Everyone talks about AI adoption, but I suspect very few companies are actually learning anything — the companies, not the people.
Yesterday, while discussing AI technologies and their integration into business workflows with Flavio Fabbri and other colleagues, I realized something: even though ChatGPT, Copilot, Claude, Gemini, Cursor, and every other LLM-based tool are now everywhere — and people are genuinely becoming more productive — that improvement stays individual. It never becomes organizational.
Think about it. Using AI doesn’t automatically build shared capabilities or competitive advantages for the company. What actually happens is that someone quietly automates their reports, someone else writes code twice as fast, and a few others use an LLM to sharpen their decision-making. But nobody is necessarily aware of what anyone else is doing — and as a result, the company keeps running exactly as before, just with some (or many) individually “enhanced” contributors.
And sure enough, when organizations speak candidly — away from the spotlight — they admit they can’t measure any real business advantage from AI adoption.

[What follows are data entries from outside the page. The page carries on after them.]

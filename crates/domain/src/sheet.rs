//! Read-only projection of a character for display.
//!
//! Built fresh from `CharacterState` on every request. Carries the clamped
//! totals, pool figures, and the `can_*` flags so a client can render and
//! gate controls without repeating any rule.

use serde::Serialize;

use crate::character::{CharacterState, FreebieTarget, PrioritySlot, SpecialtyTarget, TraitKey};
use crate::game_systems::{BasePool, PoolStatus, UnlockedPower};
use crate::reference::{
    allowed_disciplines, AbilityCategory, AttributeGroup, Background, GenerationInfo, Virtue,
};

#[derive(Debug, Clone, PartialEq, Eq, Serialize)]
#[serde(rename_all = "camelCase")]
pub struct SheetView {
    pub name: String,
    pub player: String,
    pub chronicle: String,
    pub concept: String,
    pub clan: String,
    pub sire: String,
    pub nature: String,
    pub demeanor: String,
    pub generation: GenerationInfo,
    pub attributes: Vec<GroupView>,
    pub abilities: Vec<GroupView>,
    pub disciplines: DisciplineSection,
    pub backgrounds: GroupView,
    pub virtues: GroupView,
    pub humanity: CompositeView,
    pub willpower: CompositeView,
    pub freebie_pool: u32,
    pub merits_flaws: String,
    pub notes: String,
}

/// A block of traits drawing on one base pool.
#[derive(Debug, Clone, PartialEq, Eq, Serialize)]
#[serde(rename_all = "camelCase")]
pub struct GroupView {
    pub label: &'static str,
    #[serde(skip_serializing_if = "Option::is_none")]
    pub slot: Option<PrioritySlot>,
    pub budget: u32,
    pub spent: u32,
    pub remaining: i64,
    pub traits: Vec<TraitView>,
}

#[derive(Debug, Clone, PartialEq, Eq, Serialize)]
#[serde(rename_all = "camelCase")]
pub struct TraitView {
    pub key: TraitKey,
    pub label: &'static str,
    pub base: u8,
    pub freebie: u8,
    pub total: u8,
    pub ceiling: u8,
    pub can_increment: bool,
    pub can_decrement: bool,
    pub can_buy: bool,
    pub can_refund: bool,
    #[serde(skip_serializing_if = "Option::is_none")]
    pub specialty: Option<String>,
}

#[derive(Debug, Clone, PartialEq, Eq, Serialize)]
#[serde(rename_all = "camelCase")]
pub struct DisciplineView {
    #[serde(flatten)]
    pub rating: TraitView,
    pub powers: Vec<UnlockedPower>,
}

#[derive(Debug, Clone, PartialEq, Eq, Serialize)]
#[serde(rename_all = "camelCase")]
pub struct DisciplineSection {
    pub budget: u32,
    pub spent: u32,
    pub remaining: i64,
    pub disciplines: Vec<DisciplineView>,
}

/// Humanity or Willpower.
#[derive(Debug, Clone, Copy, PartialEq, Eq, Serialize)]
#[serde(rename_all = "camelCase")]
pub struct CompositeView {
    pub total: u8,
    pub bonus: u8,
    pub ceiling: u8,
    pub can_buy: bool,
    pub can_refund: bool,
}

impl CharacterState {
    pub fn sheet(&self) -> SheetView {
        let concept = &self.builder.concept;
        let discipline_pool = self.pool_status(BasePool::Disciplines);
        SheetView {
            name: concept.name.clone(),
            player: concept.player.clone(),
            chronicle: concept.chronicle.clone(),
            concept: concept.concept.clone(),
            clan: concept
                .clan
                .map(|c| c.display_name().to_string())
                .unwrap_or_default(),
            sire: concept.sire.clone(),
            nature: concept.nature.clone(),
            demeanor: concept.demeanor.clone(),
            generation: self.generation_info(),
            attributes: AttributeGroup::ALL
                .into_iter()
                .map(|group| {
                    self.group_view(
                        group.display_name(),
                        Some(self.builder.attributes.priorities.slot_of(group)),
                        BasePool::Attributes(group),
                        group.attributes().into_iter().map(TraitKey::from),
                    )
                })
                .collect(),
            abilities: AbilityCategory::ALL
                .into_iter()
                .map(|category| {
                    self.group_view(
                        category.display_name(),
                        Some(self.builder.abilities.priorities.slot_of(category)),
                        BasePool::Abilities(category),
                        category.abilities().into_iter().map(TraitKey::from),
                    )
                })
                .collect(),
            disciplines: DisciplineSection {
                budget: discipline_pool.budget,
                spent: discipline_pool.spent,
                remaining: discipline_pool.remaining(),
                disciplines: allowed_disciplines(concept.clan)
                    .iter()
                    .map(|d| DisciplineView {
                        rating: self.trait_view(TraitKey::Discipline(*d)),
                        powers: self.unlocked_powers(*d),
                    })
                    .collect(),
            },
            backgrounds: self.group_view(
                "Backgrounds",
                None,
                BasePool::Backgrounds,
                Background::ALL.into_iter().map(TraitKey::from),
            ),
            virtues: self.group_view(
                "Virtues",
                None,
                BasePool::Virtues,
                Virtue::ALL.into_iter().map(TraitKey::from),
            ),
            humanity: self.composite_view(FreebieTarget::Humanity),
            willpower: self.composite_view(FreebieTarget::Willpower),
            freebie_pool: self.freebies.pool,
            merits_flaws: self.builder.merits_flaws.clone(),
            notes: self.builder.notes.clone(),
        }
    }

    fn group_view(
        &self,
        label: &'static str,
        slot: Option<PrioritySlot>,
        pool: BasePool,
        keys: impl Iterator<Item = TraitKey>,
    ) -> GroupView {
        let PoolStatus { budget, spent } = self.pool_status(pool);
        GroupView {
            label,
            slot,
            budget,
            spent,
            remaining: i64::from(budget) - i64::from(spent),
            traits: keys.map(|key| self.trait_view(key)).collect(),
        }
    }

    pub fn trait_view(&self, key: TraitKey) -> TraitView {
        let target = FreebieTarget::from(key);
        let specialty = match key {
            TraitKey::Attribute(a) => self.visible_specialty(SpecialtyTarget::Attribute(a)),
            TraitKey::Ability(a) => self.visible_specialty(SpecialtyTarget::Ability(a)),
            _ => None,
        };
        TraitView {
            key,
            label: key.display_name(),
            base: self.builder.base(key),
            freebie: self.freebies.counter(target),
            total: self.total(key),
            ceiling: self.ceiling(key),
            can_increment: self.can_increment(key),
            can_decrement: self.can_decrement(key),
            can_buy: self.can_buy(target),
            can_refund: self.can_refund(target),
            specialty: specialty.map(str::to_string),
        }
    }

    fn composite_view(&self, target: FreebieTarget) -> CompositeView {
        CompositeView {
            total: self.target_total(target),
            bonus: self.freebies.counter(target),
            ceiling: self.target_ceiling(target),
            can_buy: self.can_buy(target),
            can_refund: self.can_refund(target),
        }
    }
}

Could it be because this kind of shadow usage lends itself perfectly to duplicated effort and measuring the wrong things entirely?
None of this actually matters:
- how many workflows you’ve built
- how many tokens you’ve burned writing code
- whether chatbot X helped you cut customer care costs by Y%
The questions companies should actually be asking are:
- What are we learning as a company?
- Which capabilities are becoming replicable and transferable across departments?
- Are we needlessly duplicating effort and cost?
- Are we orchestrating an AI strategy in a centralized, deliberate way?
- Are we genuinely training our people to become mini-CEOs of their functions — each managing 30 resources, a mix of human beings and digital agents? (hat tip: Matteo Genova Bocchi Bianchi)
There’s another problem: most companies are applying old change management playbooks to a technology that rewrites itself every week. Static governance frameworks and best practices that are often obsolete before the ink dries.
My take: the real competitive advantage of the next few years won’t be having access to AI or knowing how to use it. Everyone will have that.
It will be knowing how to turn individual knowledge into collective organizational capital — and doing it in a way that reflects what makes each company genuinely distinct.